→ WHAT THIS TASK INVOLVES: For each line below that contains the word "TraceLayer", return that line.

-- EXTRACTED DATA follows --

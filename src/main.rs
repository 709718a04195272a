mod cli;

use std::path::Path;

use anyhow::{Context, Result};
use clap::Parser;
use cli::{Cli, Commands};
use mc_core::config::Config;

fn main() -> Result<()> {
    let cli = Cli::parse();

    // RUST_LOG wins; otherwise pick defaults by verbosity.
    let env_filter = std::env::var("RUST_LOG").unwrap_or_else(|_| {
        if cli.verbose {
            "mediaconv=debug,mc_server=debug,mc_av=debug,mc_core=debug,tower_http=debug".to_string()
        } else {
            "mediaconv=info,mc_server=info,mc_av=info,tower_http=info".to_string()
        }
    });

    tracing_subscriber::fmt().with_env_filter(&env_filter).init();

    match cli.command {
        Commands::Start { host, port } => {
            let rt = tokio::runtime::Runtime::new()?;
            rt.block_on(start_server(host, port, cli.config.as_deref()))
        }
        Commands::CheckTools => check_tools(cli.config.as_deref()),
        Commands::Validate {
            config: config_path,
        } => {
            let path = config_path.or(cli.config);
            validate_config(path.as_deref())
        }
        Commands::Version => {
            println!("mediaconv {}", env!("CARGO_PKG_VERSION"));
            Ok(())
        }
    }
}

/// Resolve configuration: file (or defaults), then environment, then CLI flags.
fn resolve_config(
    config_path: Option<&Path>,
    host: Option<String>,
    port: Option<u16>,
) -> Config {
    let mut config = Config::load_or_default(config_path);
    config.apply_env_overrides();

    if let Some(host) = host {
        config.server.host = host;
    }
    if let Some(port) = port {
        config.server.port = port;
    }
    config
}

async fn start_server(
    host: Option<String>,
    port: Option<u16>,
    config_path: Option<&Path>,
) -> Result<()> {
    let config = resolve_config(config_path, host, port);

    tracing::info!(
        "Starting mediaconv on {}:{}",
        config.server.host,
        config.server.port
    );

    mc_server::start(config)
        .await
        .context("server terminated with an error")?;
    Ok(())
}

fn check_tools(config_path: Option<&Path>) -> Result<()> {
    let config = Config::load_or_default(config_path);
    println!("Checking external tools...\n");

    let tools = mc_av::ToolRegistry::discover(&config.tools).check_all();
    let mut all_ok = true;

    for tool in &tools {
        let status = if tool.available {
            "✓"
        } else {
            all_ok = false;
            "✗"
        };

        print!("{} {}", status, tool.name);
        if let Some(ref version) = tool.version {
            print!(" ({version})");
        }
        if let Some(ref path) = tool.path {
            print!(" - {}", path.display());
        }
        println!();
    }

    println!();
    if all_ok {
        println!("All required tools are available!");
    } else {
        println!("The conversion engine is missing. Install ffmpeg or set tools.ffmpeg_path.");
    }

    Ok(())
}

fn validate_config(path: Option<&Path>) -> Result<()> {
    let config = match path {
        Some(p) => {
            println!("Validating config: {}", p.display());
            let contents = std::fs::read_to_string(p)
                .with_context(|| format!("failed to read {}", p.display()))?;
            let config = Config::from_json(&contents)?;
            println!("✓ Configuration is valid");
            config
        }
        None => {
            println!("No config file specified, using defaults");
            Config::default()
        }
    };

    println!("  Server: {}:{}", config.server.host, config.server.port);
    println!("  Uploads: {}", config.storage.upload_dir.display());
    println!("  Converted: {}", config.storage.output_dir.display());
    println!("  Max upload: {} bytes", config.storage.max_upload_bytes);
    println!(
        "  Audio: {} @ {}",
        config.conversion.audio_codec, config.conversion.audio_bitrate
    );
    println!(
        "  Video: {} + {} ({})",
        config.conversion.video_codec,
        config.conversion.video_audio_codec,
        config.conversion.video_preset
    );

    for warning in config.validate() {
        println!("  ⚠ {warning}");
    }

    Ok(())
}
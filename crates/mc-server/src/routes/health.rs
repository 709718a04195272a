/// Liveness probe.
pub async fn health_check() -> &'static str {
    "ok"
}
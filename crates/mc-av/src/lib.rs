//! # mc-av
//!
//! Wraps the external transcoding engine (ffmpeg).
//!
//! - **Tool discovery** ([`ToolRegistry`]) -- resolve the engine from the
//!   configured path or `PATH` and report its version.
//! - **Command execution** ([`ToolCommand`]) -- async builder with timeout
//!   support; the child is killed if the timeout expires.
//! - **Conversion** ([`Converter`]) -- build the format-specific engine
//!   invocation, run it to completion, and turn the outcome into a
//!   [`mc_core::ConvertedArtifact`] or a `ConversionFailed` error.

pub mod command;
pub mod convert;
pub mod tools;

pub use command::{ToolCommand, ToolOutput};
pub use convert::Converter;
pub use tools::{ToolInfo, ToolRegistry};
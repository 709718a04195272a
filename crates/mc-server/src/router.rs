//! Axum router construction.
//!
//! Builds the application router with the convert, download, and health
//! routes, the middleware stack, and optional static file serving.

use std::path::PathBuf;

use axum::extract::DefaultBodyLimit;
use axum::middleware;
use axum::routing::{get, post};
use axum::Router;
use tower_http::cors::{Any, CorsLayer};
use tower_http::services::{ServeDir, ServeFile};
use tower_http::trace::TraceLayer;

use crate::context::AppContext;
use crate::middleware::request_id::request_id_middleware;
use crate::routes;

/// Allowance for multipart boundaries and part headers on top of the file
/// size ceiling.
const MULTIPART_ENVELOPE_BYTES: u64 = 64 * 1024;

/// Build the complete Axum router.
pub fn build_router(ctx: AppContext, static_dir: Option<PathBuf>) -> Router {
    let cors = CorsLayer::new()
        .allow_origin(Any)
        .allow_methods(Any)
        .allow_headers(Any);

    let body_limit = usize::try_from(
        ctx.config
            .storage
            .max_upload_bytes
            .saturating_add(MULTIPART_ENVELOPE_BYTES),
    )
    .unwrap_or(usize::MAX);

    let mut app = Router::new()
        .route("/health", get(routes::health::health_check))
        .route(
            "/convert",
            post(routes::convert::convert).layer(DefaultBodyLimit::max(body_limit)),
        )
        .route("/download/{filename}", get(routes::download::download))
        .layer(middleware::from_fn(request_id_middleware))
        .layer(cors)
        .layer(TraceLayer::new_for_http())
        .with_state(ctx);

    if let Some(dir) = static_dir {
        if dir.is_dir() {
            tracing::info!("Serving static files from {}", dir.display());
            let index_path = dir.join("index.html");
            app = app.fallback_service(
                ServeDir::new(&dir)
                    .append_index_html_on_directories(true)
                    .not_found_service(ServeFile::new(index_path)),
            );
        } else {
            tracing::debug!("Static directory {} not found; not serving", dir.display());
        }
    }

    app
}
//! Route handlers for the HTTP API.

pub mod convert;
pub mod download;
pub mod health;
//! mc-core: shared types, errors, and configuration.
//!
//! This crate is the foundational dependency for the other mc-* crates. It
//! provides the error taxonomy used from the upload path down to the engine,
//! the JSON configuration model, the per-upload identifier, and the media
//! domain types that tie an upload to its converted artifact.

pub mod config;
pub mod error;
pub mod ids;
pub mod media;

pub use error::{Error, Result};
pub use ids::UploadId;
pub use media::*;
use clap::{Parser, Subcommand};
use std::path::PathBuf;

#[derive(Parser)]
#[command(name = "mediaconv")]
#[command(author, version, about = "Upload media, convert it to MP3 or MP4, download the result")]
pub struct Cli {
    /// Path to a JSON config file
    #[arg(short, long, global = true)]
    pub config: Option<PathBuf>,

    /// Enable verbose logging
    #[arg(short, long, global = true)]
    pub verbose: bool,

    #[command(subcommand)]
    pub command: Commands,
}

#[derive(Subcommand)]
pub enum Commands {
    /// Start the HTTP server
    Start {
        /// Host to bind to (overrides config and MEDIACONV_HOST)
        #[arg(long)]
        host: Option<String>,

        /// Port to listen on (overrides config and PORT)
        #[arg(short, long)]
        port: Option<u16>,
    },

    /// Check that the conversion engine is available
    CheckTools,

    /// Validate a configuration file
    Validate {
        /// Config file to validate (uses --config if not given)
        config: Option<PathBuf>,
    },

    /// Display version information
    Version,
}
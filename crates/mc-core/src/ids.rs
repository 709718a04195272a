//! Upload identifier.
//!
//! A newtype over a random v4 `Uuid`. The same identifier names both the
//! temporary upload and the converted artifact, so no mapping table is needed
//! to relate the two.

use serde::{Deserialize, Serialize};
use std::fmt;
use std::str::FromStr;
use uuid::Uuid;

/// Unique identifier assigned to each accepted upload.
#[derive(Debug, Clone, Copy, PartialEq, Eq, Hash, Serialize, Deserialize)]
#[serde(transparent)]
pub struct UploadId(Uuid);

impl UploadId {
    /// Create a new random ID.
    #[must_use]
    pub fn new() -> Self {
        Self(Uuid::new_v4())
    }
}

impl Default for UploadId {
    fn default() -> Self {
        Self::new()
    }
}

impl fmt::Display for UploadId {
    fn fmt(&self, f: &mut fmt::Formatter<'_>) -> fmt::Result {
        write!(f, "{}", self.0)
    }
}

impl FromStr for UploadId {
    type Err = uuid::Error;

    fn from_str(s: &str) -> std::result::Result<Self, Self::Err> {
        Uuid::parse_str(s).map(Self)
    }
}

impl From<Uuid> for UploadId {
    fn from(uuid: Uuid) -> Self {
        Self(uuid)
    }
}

-- EXTRACTED DATA concluded --
-- EXTRACTED DATA follows --

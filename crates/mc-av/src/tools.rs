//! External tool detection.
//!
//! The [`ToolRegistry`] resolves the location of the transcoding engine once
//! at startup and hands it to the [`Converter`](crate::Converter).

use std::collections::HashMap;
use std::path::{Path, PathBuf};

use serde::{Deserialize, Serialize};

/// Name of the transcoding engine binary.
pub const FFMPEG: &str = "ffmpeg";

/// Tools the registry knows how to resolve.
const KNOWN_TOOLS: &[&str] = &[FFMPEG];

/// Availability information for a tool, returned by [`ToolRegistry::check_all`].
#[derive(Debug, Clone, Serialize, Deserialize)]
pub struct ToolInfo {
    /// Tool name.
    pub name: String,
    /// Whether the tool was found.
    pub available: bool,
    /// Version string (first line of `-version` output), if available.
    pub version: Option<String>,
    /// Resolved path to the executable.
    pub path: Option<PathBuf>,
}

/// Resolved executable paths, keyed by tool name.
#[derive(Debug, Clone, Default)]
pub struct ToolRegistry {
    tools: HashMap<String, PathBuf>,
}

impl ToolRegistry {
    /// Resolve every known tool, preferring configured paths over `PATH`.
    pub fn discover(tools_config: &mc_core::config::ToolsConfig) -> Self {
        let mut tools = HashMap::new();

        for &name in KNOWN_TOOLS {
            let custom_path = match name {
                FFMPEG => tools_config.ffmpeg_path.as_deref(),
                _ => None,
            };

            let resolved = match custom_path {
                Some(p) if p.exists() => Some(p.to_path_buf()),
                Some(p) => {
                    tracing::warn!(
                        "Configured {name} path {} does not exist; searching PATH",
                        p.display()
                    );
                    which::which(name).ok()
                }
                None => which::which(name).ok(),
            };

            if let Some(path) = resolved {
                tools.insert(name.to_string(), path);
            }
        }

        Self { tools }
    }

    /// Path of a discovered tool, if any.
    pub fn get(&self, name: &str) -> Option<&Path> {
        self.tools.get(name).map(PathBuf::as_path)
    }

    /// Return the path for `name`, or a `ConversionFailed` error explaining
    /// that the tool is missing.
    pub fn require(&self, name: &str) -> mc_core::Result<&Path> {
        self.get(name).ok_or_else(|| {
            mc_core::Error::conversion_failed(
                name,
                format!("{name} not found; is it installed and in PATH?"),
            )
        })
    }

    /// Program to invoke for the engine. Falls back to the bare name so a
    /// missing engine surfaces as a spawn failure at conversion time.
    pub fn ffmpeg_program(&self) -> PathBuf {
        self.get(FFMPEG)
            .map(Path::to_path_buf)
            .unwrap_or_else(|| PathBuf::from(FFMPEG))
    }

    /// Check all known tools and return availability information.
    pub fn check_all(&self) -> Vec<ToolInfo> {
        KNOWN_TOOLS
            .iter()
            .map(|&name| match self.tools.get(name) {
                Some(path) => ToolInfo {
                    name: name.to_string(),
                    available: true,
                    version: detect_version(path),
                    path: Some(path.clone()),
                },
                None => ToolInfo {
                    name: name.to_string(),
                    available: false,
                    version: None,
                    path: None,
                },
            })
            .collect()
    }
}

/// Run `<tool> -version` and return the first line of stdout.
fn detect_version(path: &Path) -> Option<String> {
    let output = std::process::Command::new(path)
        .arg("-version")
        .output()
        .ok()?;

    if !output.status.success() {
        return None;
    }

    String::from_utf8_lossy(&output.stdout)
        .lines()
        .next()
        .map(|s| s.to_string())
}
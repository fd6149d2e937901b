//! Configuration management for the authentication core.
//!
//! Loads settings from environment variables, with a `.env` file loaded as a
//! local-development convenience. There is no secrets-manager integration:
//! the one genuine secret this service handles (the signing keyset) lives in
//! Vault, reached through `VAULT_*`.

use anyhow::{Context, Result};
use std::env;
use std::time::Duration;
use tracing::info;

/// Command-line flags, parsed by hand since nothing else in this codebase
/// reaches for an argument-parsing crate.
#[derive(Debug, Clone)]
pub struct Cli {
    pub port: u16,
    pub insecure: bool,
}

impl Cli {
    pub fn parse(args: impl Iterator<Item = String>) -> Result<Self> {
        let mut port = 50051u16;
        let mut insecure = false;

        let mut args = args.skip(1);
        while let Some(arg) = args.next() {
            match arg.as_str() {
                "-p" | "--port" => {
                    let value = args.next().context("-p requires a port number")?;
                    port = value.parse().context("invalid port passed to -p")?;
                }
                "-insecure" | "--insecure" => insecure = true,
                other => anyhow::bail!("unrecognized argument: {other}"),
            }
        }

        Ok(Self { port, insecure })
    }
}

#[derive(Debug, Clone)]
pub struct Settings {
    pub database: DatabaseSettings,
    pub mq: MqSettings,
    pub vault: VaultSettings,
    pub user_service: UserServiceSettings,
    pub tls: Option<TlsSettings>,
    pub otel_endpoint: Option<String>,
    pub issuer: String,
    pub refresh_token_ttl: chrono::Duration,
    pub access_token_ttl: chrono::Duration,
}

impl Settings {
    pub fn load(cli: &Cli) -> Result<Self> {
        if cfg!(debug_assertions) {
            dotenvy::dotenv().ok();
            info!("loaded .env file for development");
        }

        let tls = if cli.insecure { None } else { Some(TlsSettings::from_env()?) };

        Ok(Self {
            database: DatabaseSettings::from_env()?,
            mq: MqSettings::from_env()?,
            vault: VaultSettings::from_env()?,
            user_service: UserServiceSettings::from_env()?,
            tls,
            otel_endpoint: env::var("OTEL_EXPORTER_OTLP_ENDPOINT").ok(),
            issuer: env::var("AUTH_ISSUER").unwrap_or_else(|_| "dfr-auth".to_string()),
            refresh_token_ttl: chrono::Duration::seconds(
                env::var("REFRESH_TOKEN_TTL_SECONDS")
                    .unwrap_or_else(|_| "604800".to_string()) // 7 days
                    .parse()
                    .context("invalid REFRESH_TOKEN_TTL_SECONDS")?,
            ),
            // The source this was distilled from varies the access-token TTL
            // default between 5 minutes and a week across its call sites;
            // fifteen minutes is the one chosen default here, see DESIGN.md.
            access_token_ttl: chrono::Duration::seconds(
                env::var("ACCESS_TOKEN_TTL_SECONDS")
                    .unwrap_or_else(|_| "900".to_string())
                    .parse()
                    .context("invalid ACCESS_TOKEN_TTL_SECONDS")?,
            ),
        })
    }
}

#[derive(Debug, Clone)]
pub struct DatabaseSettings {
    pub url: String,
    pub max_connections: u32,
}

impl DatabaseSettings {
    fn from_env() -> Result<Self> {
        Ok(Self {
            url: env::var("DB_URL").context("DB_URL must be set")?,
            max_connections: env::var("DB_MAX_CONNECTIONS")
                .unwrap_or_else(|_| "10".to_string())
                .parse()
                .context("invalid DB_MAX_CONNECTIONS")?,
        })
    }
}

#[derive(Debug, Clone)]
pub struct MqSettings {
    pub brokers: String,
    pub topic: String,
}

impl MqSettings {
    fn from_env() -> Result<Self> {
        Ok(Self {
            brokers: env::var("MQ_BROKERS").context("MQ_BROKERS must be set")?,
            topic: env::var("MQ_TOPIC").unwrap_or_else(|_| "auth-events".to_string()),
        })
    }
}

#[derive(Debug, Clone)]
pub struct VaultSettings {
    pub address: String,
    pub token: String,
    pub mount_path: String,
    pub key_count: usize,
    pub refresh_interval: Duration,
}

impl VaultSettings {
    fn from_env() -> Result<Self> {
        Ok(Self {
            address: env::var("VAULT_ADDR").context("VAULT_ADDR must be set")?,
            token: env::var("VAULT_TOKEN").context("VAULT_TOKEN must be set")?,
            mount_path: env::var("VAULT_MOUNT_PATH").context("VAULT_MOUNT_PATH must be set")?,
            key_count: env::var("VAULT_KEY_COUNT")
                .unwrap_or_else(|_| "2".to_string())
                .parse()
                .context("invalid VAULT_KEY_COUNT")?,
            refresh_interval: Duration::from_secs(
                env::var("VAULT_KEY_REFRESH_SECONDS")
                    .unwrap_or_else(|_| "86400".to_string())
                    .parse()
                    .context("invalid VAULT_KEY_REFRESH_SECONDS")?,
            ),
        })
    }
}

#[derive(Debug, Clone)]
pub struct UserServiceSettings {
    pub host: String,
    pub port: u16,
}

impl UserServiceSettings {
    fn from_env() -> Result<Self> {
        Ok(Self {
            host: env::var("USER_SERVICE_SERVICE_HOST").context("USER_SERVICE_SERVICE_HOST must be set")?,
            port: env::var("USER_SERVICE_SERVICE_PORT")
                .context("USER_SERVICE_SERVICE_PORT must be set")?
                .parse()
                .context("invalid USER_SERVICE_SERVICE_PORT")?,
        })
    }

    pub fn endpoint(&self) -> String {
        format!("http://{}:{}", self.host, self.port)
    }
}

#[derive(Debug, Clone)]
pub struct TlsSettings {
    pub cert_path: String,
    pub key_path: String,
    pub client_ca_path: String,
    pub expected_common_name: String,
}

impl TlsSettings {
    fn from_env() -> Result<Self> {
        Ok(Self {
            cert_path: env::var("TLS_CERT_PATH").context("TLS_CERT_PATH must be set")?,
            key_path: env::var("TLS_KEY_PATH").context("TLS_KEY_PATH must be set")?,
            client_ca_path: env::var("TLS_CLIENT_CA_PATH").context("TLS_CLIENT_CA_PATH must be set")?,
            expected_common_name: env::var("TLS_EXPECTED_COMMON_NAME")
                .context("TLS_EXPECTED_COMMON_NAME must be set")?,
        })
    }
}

-- EXTRACTED DATA concluded --

→ SOLUTION:
use tower_http::trace::TraceLayer;
        .layer(TraceLayer::new_for_http())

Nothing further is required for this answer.